At home, her parents sigh about their single daughter, inevitably bringing up how torn up she was after she broke up with Seo-hoo. At least her father seems to have not-so-fond memories of Seo-hoo, since he asks his wife why she’s bringing “that bastard” up again. Plus, he’s more for Hana living how she wants rather than Hana living only to get married. (Go Dad!)
So-eun scores points with Mi-hyang by serving her her favorite alcohol, though it’s a bit creepy that she found out what she likes by doing research. At the same, she has to ask Mi-hyang about what kind of girls Won likes, what hobbies he enjoys, etc.
Mi-hyang knows she won’t like the answer, since the only girl he’s ever talked about is Hana. The food he enjoys most is whatever Hana’s mother cooks for him. His hobbies are eating chicken feet with Hana and making bets with her. She’s right—So-eun doesn’t like what she says.
But she adds that Won likes a girl who he can take care of and protect, and his original dream was to become a movie director. He had to give it up to face reality, though. So-eun repeats the part about him liking a girl who won’t ever leave him in a way that makes me think she’s totally misinterpreting what that means.
Seo-hoo visits Hana at work (does he have a key to the city?) to surprise her, and it doesn’t seem to be a happy one on her end. He managed to get some time with her by telling her superiors he wants to wear their brand of clothes and shoes, and Hana has to be the one to pick them out for him.
He takes Hana out of the office by the hand, which sends her coworkers into a gossiping frenzy. Once they’re alone Hana pulls her hand from his, but he seems to tune out her protests by commenting on how pretty she looks, and how she’s lost weight. Pushy, isn’t he?
Hana pushes his hand away when he reaches for her face, causing him to laugh that she hasn’t changed. She tries hard to get him to actually listen to her but he still steamrolls over her, this time by saying, “I missed you. A lot.”
He reveals that he’s the one who sent her the bunny, and asks her to remember why he would’ve send that to her before leaving her just like that. This guy seems… unsafe.
Won still wonders why Seo-hoo would’ve given Hana a bunny as a present instead of jewelry or clothes, and asks his coworkers what they think. “That means he’s not putting a price tag on his love,” one notes. “He wants to start their love on a good note. Either he’s a master player or he has zero sense.”

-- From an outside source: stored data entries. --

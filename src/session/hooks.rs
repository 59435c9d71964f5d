//! Builtin consistency hooks
//!
//! Static declaration of the `(kind, phase) -> hook` table. Hooks keep the
//! derived columns and aggregate rows in step with the records that
//! reference them; relational invariants live in the enforced rules.

use super::{FlushCtx, HookRegistry, Phase};
use crate::error::{Result, UdbError};
use crate::model::{Entity, Kind};

/// Build the boot-time hook registry.
pub fn registry() -> HookRegistry {
    let mut registry = HookRegistry::new();
    registry.register(Kind::Subnet, Phase::BeforeFlush, subnet_before_flush);
    registry.register(Kind::DnsZone, Phase::BeforeFlush, dnszone_before_flush);
    registry.register(Kind::DnsRecord, Phase::BeforeFlush, dnsrecord_before_flush);
    registry.register(Kind::DhcpRecord, Phase::BeforeFlush, dhcprecord_before_flush);
    registry.register(Kind::Rule, Phase::BeforeFlush, crate::rules::rule_before_flush);
    registry
}

/// Canonicalise ranges, check the VRF reference and record the parent touch
/// when ranges changed.
fn subnet_before_flush(ctx: &mut FlushCtx<'_>, index: usize) -> Result<()> {
    let (vrf_id, ranges_changed) = {
        let original_ranges = match ctx.original(index) {
            Some(Entity::Subnet(original)) => Some(original.ranges.clone()),
            _ => None,
        };
        let Entity::Subnet(subnet) = ctx.entity_mut(index) else {
            return Ok(());
        };
        subnet.normalize_ranges();
        let changed = match original_ranges {
            Some(original) => original != subnet.ranges,
            None => true,
        };
        (subnet.vrf_id, changed)
    };

    if !ctx.vrf_is_live(vrf_id)? {
        return Err(UdbError::validation("vrf", "VRF does not exist or is deleted"));
    }
    if ranges_changed {
        ctx.touch_parent(Kind::Vrf, vrf_id, index);
    }
    Ok(())
}

/// Zone names are compared lowercase everywhere; normalise before write.
fn dnszone_before_flush(ctx: &mut FlushCtx<'_>, index: usize) -> Result<()> {
    if let Entity::DnsZone(zone) = ctx.entity_mut(index) {
        zone.name = zone.name.trim().trim_end_matches('.').to_lowercase();
    }
    Ok(())
}

/// Keep the record name canonical and materialise the aggregate IP row for
/// address-bearing records.
fn dnsrecord_before_flush(ctx: &mut FlushCtx<'_>, index: usize) -> Result<()> {
    let ip = {
        let Entity::DnsRecord(record) = ctx.entity_mut(index) else {
            return Ok(());
        };
        record.name = record.name.trim().trim_end_matches('.').to_lowercase();
        if record.meta.status.is_deleted() {
            None
        } else {
            record.ip_value()
        }
    };
    if let Some(ip) = ip {
        ctx.ensure_ip(&ip)?;
    }
    Ok(())
}

/// Materialise the aggregate IP and MAC rows a reservation references.
fn dhcprecord_before_flush(ctx: &mut FlushCtx<'_>, index: usize) -> Result<()> {
    let refs = {
        let Entity::DhcpRecord(record) = ctx.entity(index) else {
            return Ok(());
        };
        if record.meta.status.is_deleted() {
            None
        } else {
            Some((record.ip, record.mac))
        }
    };
    if let Some((ip, mac)) = refs {
        ctx.ensure_ip(&ip)?;
        ctx.ensure_mac(&mac)?;
    }
    Ok(())
}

After calling Won, Hana disappears into her own reveries. Looks like she was once engaged to be married to Seo-hoo, and Won was in attendance at her wedding party. When she wakes up from her dream world she finds Won standing over her.
“Seo-hoo came back,” she sighs. “He’s still just does what he wants to do. He’s selfish, arrogant.” Then she tells him about how Seo-hoo barged into her office without considering her feelings, said what he wanted to say, and left.
“You can’t be with Cha Seo-hoo,” Won says firmly. Hana just saying she knows isn’t enough for him—he’d told her before that Seo-hoo was no good. She only admitted it after he threw her away three years ago, as evidenced by the flashback where her wedding guests are all gone, and only she and Won remained.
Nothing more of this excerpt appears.